18The documents in the May 9, 2019 email received by MPAC in 2017 consisted of a cover letter from Mr. Stavrou dated July 2, 2017, a letter of opinion from DTZ Barnicke dated February 15, 2012, MLS listing sheets for 10 proposed comparable properties (none of which appeared to have transacted since 2009), and another opinion letter from Cushman Wakefield dated September 1, 2016.
19Rule 38(1) provides the requirements for SOI which, when current value is the issue, must contain the following:
(a) The current value requested and how it is calculated;
(b) A full statement of every issue that the party intends to raise, including identification of comparable property to be referred to, if any;
(c) A list of all facts, legal grounds and documents that the party relies on in support of its position.

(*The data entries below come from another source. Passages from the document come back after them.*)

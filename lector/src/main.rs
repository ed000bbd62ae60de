use std::process::ExitCode;

#[tokio::main]
async fn main() -> ExitCode {
    lector::app::run().await
}
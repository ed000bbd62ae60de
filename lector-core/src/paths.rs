use std::io;
use std::path::{Component, Path, PathBuf};

/// Turns a user supplied path into an absolute one.
///
/// Absolute paths are returned untouched. Relative paths are taken relative
/// to the current working directory, then resolved: symlinks are followed
/// when the path exists, otherwise `.` and `..` are collapsed lexically.
pub fn resolve_input_path(user_path: impl AsRef<Path>) -> io::Result<PathBuf> {
    let path = user_path.as_ref();
    if path.is_absolute() {
        return Ok(path.to_path_buf());
    }

    Ok(resolve_from(&std::env::current_dir()?, path))
}

/// Same as [`resolve_input_path`] with an explicit base directory.
pub fn resolve_from(base: &Path, path: &Path) -> PathBuf {
    if path.is_absolute() {
        return path.to_path_buf();
    }

    let joined = base.join(path);
    joined.canonicalize().unwrap_or_else(|_| normalize(&joined))
}

fn normalize(path: &Path) -> PathBuf {
    let mut out = PathBuf::new();
    for component in path.components() {
        match component {
            Component::CurDir => {}
            Component::ParentDir => {
                out.pop();
            }
            other => out.push(other.as_os_str()),
        }
    }
    out
}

20The Appellant’s submissions included an opinion of value which could have been construed as meeting the requirement in sub-rule (a) above. Those submissions did not, however, provide a statement of every issue the Appellant intended to raise, even if it did include additional comparable properties (which MPAC said it did not receive). It did not meet the second requirement of the sub-rule. It also did not meet the requirement of the third sub-rule, where it should have included the facts or legal grounds the Appellant intended to rely on.

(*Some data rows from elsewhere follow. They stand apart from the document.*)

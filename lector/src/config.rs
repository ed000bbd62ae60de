//! Optional TOML configuration.
//!
//! Values are merged with the command line: a flag wins over the file, and
//! the file wins over the built-in defaults.

use std::path::{Path, PathBuf};

use anyhow::{Context, Result};
use lector_ml::{DEFAULT_DET_ARCH, DEFAULT_RECO_ARCH, PredictorOptions};
use serde::Deserialize;

use crate::cli::Cli;

#[derive(Debug, Clone, Default, Deserialize)]
#[serde(default, deny_unknown_fields)]
pub struct Config {
    pub models: ModelsConfig,
    pub predictor: PredictorConfig,
}

/// Model selection and storage
#[derive(Debug, Clone, Default, Deserialize)]
#[serde(default, deny_unknown_fields)]
pub struct ModelsConfig {
    pub det_arch: Option<String>,
    pub reco_arch: Option<String>,
    /// Directory searched for `<arch>.onnx` before the Hub
    pub model_dir: Option<PathBuf>,
    /// Download cache
    pub cache_dir: Option<PathBuf>,
    /// Hugging Face endpoint or mirror
    pub hf_endpoint: Option<String>,
}

/// Inference and layout tuning
#[derive(Debug, Clone, Default, Deserialize)]
#[serde(default, deny_unknown_fields)]
pub struct PredictorConfig {
    pub threads: Option<usize>,
    pub resolve_blocks: Option<bool>,
    pub paragraph_break: Option<f32>,
    pub det_batch_size: Option<usize>,
    pub reco_batch_size: Option<usize>,
    pub bin_thresh: Option<f32>,
    pub box_thresh: Option<f32>,
    pub preserve_aspect_ratio: Option<bool>,
    pub symmetric_pad: Option<bool>,
}

impl Config {
    pub fn load(path: &Path) -> Result<Self> {
        let content = std::fs::read_to_string(path)
            .with_context(|| format!("failed to read config {}", path.display()))?;
        let config = toml::from_str(&content)
            .with_context(|| format!("invalid config {}", path.display()))?;
        Ok(config)
    }

    /// `<config dir>/lector/config.toml`
    pub fn default_path() -> Option<PathBuf> {
        dirs::config_dir().map(|dir| dir.join("lector").join("config.toml"))
    }

    /// Loads the explicit file if given, else the default file if present.
    pub fn discover(explicit: Option<&Path>) -> Result<Self> {
        if let Some(path) = explicit {
            return Self::load(path);
        }

        match Self::default_path().filter(|path| path.is_file()) {
            Some(path) => {
                tracing::debug!(config = %path.display(), "using default config");
                Self::load(&path)
            }
            None => Ok(Self::default()),
        }
    }
}

/// Effective settings for one run.
#[derive(Debug, Clone)]
pub struct Settings {
    pub det_arch: String,
    pub reco_arch: String,
    pub cache_dir: Option<PathBuf>,
    pub hf_endpoint: Option<String>,
    pub options: PredictorOptions,
}

impl Settings {
    pub fn resolve(cli: &Cli, config: Config) -> Self {
        let Config { models, predictor } = config;
        let defaults = PredictorOptions::default();

        let options = PredictorOptions {
            model_dir: cli.model_dir.clone().or(models.model_dir),
            threads: cli.threads.or(predictor.threads).unwrap_or(defaults.threads),
            det_batch_size: predictor.det_batch_size.unwrap_or(defaults.det_batch_size),
            reco_batch_size: predictor
                .reco_batch_size
                .unwrap_or(defaults.reco_batch_size),
            preserve_aspect_ratio: predictor
                .preserve_aspect_ratio
                .unwrap_or(defaults.preserve_aspect_ratio),
            symmetric_pad: predictor.symmetric_pad.unwrap_or(defaults.symmetric_pad),
            bin_thresh: predictor.bin_thresh.or(defaults.bin_thresh),
            box_thresh: predictor.box_thresh.or(defaults.box_thresh),
            resolve_blocks: cli.resolve_blocks
                || predictor.resolve_blocks.unwrap_or(defaults.resolve_blocks),
            paragraph_break: predictor
                .paragraph_break
                .unwrap_or(defaults.paragraph_break),
        };

        Self {
            det_arch: cli
                .det_arch
                .clone()
                .or(models.det_arch)
                .unwrap_or_else(|| DEFAULT_DET_ARCH.to_string()),
            reco_arch: cli
                .reco_arch
                .clone()
                .or(models.reco_arch)
                .unwrap_or_else(|| DEFAULT_RECO_ARCH.to_string()),
            cache_dir: cli.cache_dir.clone().or(models.cache_dir),
            hf_endpoint: models.hf_endpoint,
            options,
        }
    }
}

21The Appellant’s initial disclosure did not, therefore, substantially comply with the requirements of a SOI. The Appellant was in breach of the Rules by not providing a SOI in accordance with the Schedule of Events.
No Exceptional Circumstances
22In his motion, the Appellant’s representative indicated that Mr. Stavrou has lived in London since 1954 raising his family, that he owns several business properties there “…and has contributed to the city’s assessment base for over 50 years and wants to feel he has been treated fairly.” Breadth of experience in commercial property ownership and contributions to a city’s assessment base are not the exceptional circumstances envisaged by Rule 82.

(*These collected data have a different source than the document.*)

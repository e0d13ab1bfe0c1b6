//! Durable client-side key-value storage.
//!
//! The browser build of ShopLive keeps its session in `localStorage`; this
//! SDK mirrors that contract with a small string key-value store. Two
//! implementations ship: a JSON file written atomically for real use, and an
//! in-memory map for tests and throwaway sessions.
//!
//! Credential writes flow only through the session manager (login, refresh,
//! logout); everything else reads the store fresh per request.

use std::collections::HashMap;
use std::path::{Path, PathBuf};
use std::sync::Arc;

use parking_lot::RwLock;
use secrecy::SecretString;
use thiserror::Error;

use shoplive_core::CredentialPair;

/// Storage key for the access token.
pub const ACCESS_TOKEN_KEY: &str = "accessToken";
/// Storage key for the refresh token.
pub const REFRESH_TOKEN_KEY: &str = "refreshToken";
/// Storage key for the customer id.
pub const CUSTOMER_ID_KEY: &str = "customerId";
/// Storage key for the display username.
pub const USERNAME_KEY: &str = "username";
/// Storage key for the wishlist. Independent of the session lifecycle.
pub const WISHLIST_KEY: &str = "wishlist";

const CREDENTIAL_KEYS: [&str; 4] = [
    ACCESS_TOKEN_KEY,
    REFRESH_TOKEN_KEY,
    CUSTOMER_ID_KEY,
    USERNAME_KEY,
];

/// Errors from the persistence layer.
#[derive(Debug, Error)]
pub enum StoreError {
    #[error("I/O error accessing {path}: {source}")]
    Io {
        path: PathBuf,
        #[source]
        source: std::io::Error,
    },

    #[error("corrupt store file {path}: {source}")]
    Corrupt {
        path: PathBuf,
        #[source]
        source: serde_json::Error,
    },
}

/// String key-value storage, the `localStorage` analog.
pub trait KeyValueStore: Send + Sync {
    /// Read a value.
    ///
    /// # Errors
    ///
    /// Returns `StoreError` if the underlying storage cannot be read.
    fn get(&self, key: &str) -> Result<Option<String>, StoreError>;

    /// Write a value.
    ///
    /// # Errors
    ///
    /// Returns `StoreError` if the underlying storage cannot be written.
    fn set(&self, key: &str, value: &str) -> Result<(), StoreError>;

    /// Remove a value. Removing an absent key is not an error.
    ///
    /// # Errors
    ///
    /// Returns `StoreError` if the underlying storage cannot be written.
    fn remove(&self, key: &str) -> Result<(), StoreError>;
}

// =============================================================================
// MemoryStore
// =============================================================================

/// In-memory store for tests and ephemeral sessions.
#[derive(Debug, Default)]
pub struct MemoryStore {
    entries: RwLock<HashMap<String, String>>,
}

impl MemoryStore {
    #[must_use]
    pub fn new() -> Self {
        Self::default()
    }

    /// Number of stored entries (test helper).
    #[must_use]
    pub fn len(&self) -> usize {
        self.entries.read().len()
    }

    #[must_use]
    pub fn is_empty(&self) -> bool {
        self.entries.read().is_empty()
    }
}

impl KeyValueStore for MemoryStore {
    fn get(&self, key: &str) -> Result<Option<String>, StoreError> {
        Ok(self.entries.read().get(key).cloned())
    }

    fn set(&self, key: &str, value: &str) -> Result<(), StoreError> {
        self.entries
            .write()
            .insert(key.to_string(), value.to_string());
        Ok(())
    }

    fn remove(&self, key: &str) -> Result<(), StoreError> {
        self.entries.write().remove(key);
        Ok(())
    }
}

// =============================================================================
// FileStore
// =============================================================================

/// JSON-file-backed store.
///
/// The whole map is rewritten on every mutation via a temp file + rename so
/// a crash mid-write never leaves a half-written session file behind.
#[derive(Debug)]
pub struct FileStore {
    path: PathBuf,
    entries: RwLock<HashMap<String, String>>,
}

impl FileStore {
    /// Open (or create) a store at the given path.
    ///
    /// # Errors
    ///
    /// Returns `StoreError` if an existing file cannot be read or parsed.
    pub fn open(path: impl Into<PathBuf>) -> Result<Self, StoreError> {
        let path = path.into();
        let entries = match std::fs::read_to_string(&path) {
            Ok(contents) => serde_json::from_str(&contents).map_err(|source| {
                StoreError::Corrupt {
                    path: path.clone(),
                    source,
                }
            })?,
            Err(err) if err.kind() == std::io::ErrorKind::NotFound => HashMap::new(),
            Err(source) => {
                return Err(StoreError::Io {
                    path: path.clone(),
                    source,
                });
            }
        };

        Ok(Self {
            path,
            entries: RwLock::new(entries),
        })
    }

    fn persist(&self, entries: &HashMap<String, String>) -> Result<(), StoreError> {
        let io_err = |source| StoreError::Io {
            path: self.path.clone(),
            source,
        };

        let json = serde_json::to_string_pretty(entries).map_err(|source| StoreError::Corrupt {
            path: self.path.clone(),
            source,
        })?;

        let tmp = self.path.with_extension("tmp");
        std::fs::write(&tmp, json).map_err(io_err)?;
        std::fs::rename(&tmp, &self.path).map_err(io_err)
    }
}

impl KeyValueStore for FileStore {
    fn get(&self, key: &str) -> Result<Option<String>, StoreError> {
        Ok(self.entries.read().get(key).cloned())
    }

    fn set(&self, key: &str, value: &str) -> Result<(), StoreError> {
        let mut entries = self.entries.write();
        entries.insert(key.to_string(), value.to_string());
        self.persist(&entries)
    }

    fn remove(&self, key: &str) -> Result<(), StoreError> {
        let mut entries = self.entries.write();
        if entries.remove(key).is_some() {
            self.persist(&entries)?;
        }
        Ok(())
    }
}

// =============================================================================
// CredentialStore
// =============================================================================

/// Typed credential access over any [`KeyValueStore`].
#[derive(Clone)]
pub struct CredentialStore {
    store: Arc<dyn KeyValueStore>,
}

impl CredentialStore {
    #[must_use]
    pub fn new(store: Arc<dyn KeyValueStore>) -> Self {
        Self { store }
    }

    /// The underlying store, for components that share it (e.g. wishlist).
    #[must_use]
    pub fn raw(&self) -> Arc<dyn KeyValueStore> {
        Arc::clone(&self.store)
    }

    /// Load the full credential pair, or `None` if any piece is missing.
    ///
    /// # Errors
    ///
    /// Returns `StoreError` on storage failure.
    pub fn load(&self) -> Result<Option<CredentialPair>, StoreError> {
        let access_token = self.store.get(ACCESS_TOKEN_KEY)?;
        let refresh_token = self.store.get(REFRESH_TOKEN_KEY)?;
        let customer_id = self.store.get(CUSTOMER_ID_KEY)?;
        let username = self.store.get(USERNAME_KEY)?;

        match (access_token, refresh_token, customer_id, username) {
            (Some(access_token), Some(refresh_token), Some(customer_id), Some(username)) => {
                Ok(Some(CredentialPair {
                    access_token: SecretString::from(access_token),
                    refresh_token: SecretString::from(refresh_token),
                    customer_id,
                    username,
                }))
            }
            _ => Ok(None),
        }
    }

    /// Persist a freshly issued credential pair (login path).
    ///
    /// # Errors
    ///
    /// Returns `StoreError` on storage failure.
    pub fn save(&self, pair: &CredentialPair) -> Result<(), StoreError> {
        self.store.set(ACCESS_TOKEN_KEY, pair.access_token())?;
        self.store.set(REFRESH_TOKEN_KEY, pair.refresh_token())?;
        self.store.set(CUSTOMER_ID_KEY, &pair.customer_id)?;
        self.store.set(USERNAME_KEY, &pair.username)
    }

    /// Read the current access token, fresh from storage.
    ///
    /// # Errors
    ///
    /// Returns `StoreError` on storage failure.
    pub fn access_token(&self) -> Result<Option<String>, StoreError> {
        self.store.get(ACCESS_TOKEN_KEY)
    }

    /// Read the current refresh token, fresh from storage.
    ///
    /// # Errors
    ///
    /// Returns `StoreError` on storage failure.
    pub fn refresh_token(&self) -> Result<Option<String>, StoreError> {
        self.store.get(REFRESH_TOKEN_KEY)
    }

    /// Read the stored customer id.
    ///
    /// # Errors
    ///
    /// Returns `StoreError` on storage failure.
    pub fn customer_id(&self) -> Result<Option<String>, StoreError> {
        self.store.get(CUSTOMER_ID_KEY)
    }

    /// Overwrite only the access token (silent-refresh path).
    ///
    /// # Errors
    ///
    /// Returns `StoreError` on storage failure.
    pub fn set_access_token(&self, token: &str) -> Result<(), StoreError> {
        self.store.set(ACCESS_TOKEN_KEY, token)
    }

    /// Remove the credential keys. The wishlist and any other non-session
    /// keys are left untouched.
    ///
    /// # Errors
    ///
    /// Returns `StoreError` on storage failure.
    pub fn clear(&self) -> Result<(), StoreError> {
        for key in CREDENTIAL_KEYS {
            self.store.remove(key)?;
        }
        Ok(())
    }
}

#[cfg(test)]
#[allow(clippy::unwrap_used)]
mod tests {
    use super::*;

    fn sample_pair() -> CredentialPair {
        CredentialPair {
            access_token: SecretString::from("at"),
            refresh_token: SecretString::from("rt"),
            customer_id: "c1".to_string(),
            username: "ada".to_string(),
        }
    }

    #[test]
    fn test_memory_store_round_trip() {
        let store = MemoryStore::new();
        store.set("k", "v").unwrap();
        assert_eq!(store.get("k").unwrap().as_deref(), Some("v"));
        store.remove("k").unwrap();
        assert_eq!(store.get("k").unwrap(), None);
        // Removing an absent key is a no-op
        store.remove("k").unwrap();
    }

    #[test]
    fn test_credential_store_save_load_clear() {
        let credentials = CredentialStore::new(Arc::new(MemoryStore::new()));
        assert!(credentials.load().unwrap().is_none());

        credentials.save(&sample_pair()).unwrap();
        let loaded = credentials.load().unwrap().unwrap();
        assert_eq!(loaded.access_token(), "at");
        assert_eq!(loaded.username, "ada");

        credentials.clear().unwrap();
        assert!(credentials.load().unwrap().is_none());
        assert_eq!(credentials.access_token().unwrap(), None);
    }

    #[test]
    fn test_clear_leaves_wishlist_alone() {
        let raw = Arc::new(MemoryStore::new());
        let credentials = CredentialStore::new(Arc::clone(&raw) as Arc<dyn KeyValueStore>);
        credentials.save(&sample_pair()).unwrap();
        raw.set(WISHLIST_KEY, r#"["p1","p2"]"#).unwrap();

        credentials.clear().unwrap();

        assert_eq!(
            raw.get(WISHLIST_KEY).unwrap().as_deref(),
            Some(r#"["p1","p2"]"#)
        );
        assert_eq!(raw.len(), 1);
    }

    #[test]
    fn test_partial_credentials_load_as_none() {
        let raw = Arc::new(MemoryStore::new());
        raw.set(ACCESS_TOKEN_KEY, "at").unwrap();
        let credentials = CredentialStore::new(raw);
        assert!(credentials.load().unwrap().is_none());
    }

    #[test]
    fn test_set_access_token_only_touches_access_token() {
        let credentials = CredentialStore::new(Arc::new(MemoryStore::new()));
        credentials.save(&sample_pair()).unwrap();
        credentials.set_access_token("fresh").unwrap();

        let loaded = credentials.load().unwrap().unwrap();
        assert_eq!(loaded.access_token(), "fresh");
        assert_eq!(loaded.refresh_token(), "rt");
    }

    #[test]
    fn test_file_store_round_trip() {
        let dir = tempfile::tempdir().unwrap();
        let path = dir.path().join("session.json");

        {
            let store = FileStore::open(&path).unwrap();
            store.set("k", "v").unwrap();
        }

        // Reopen and observe the persisted value
        let store = FileStore::open(&path).unwrap();
        assert_eq!(store.get("k").unwrap().as_deref(), Some("v"));

        store.remove("k").unwrap();
        let store = FileStore::open(&path).unwrap();
        assert_eq!(store.get("k").unwrap(), None);
    }

    #[test]
    fn test_file_store_rejects_corrupt_file() {
        let dir = tempfile::tempdir().unwrap();
        let path = dir.path().join("session.json");
        std::fs::write(&path, "not json").unwrap();

        assert!(matches!(
            FileStore::open(&path),
            Err(StoreError::Corrupt { .. })
        ));
    }
}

23The Appellant’s motion material also indicated, however, as did his EBDF, that his wife had been ill for several years and had a heart attack early in 2019. These are the circumstances which he says “forced him to retain” his representative in the motion material.
24The problem with that submission is that the Appellant’s SOI was due on August 9, 2018, long before the occurrence of the heart attack. Mr. Stavrou also insisted that he had provided an SOI when the appearance of a new SOI prepared by his own representative suggested he had not. Moreover, Mr. Stavrou was notified of this breach of the Schedule of Events by MPAC in December, 2018, and he did nothing to remedy it until he hired his representative in May, 2019.
25The Appellant’s request to extend the timelines in the SOI was already denied in the EBDF submitted in May, 2019. It is questionable whether he should have had the opportunity to request the same relief a second time, especially when there were no new facts to support a different conclusion with information that could have been provided with the EBDF initially.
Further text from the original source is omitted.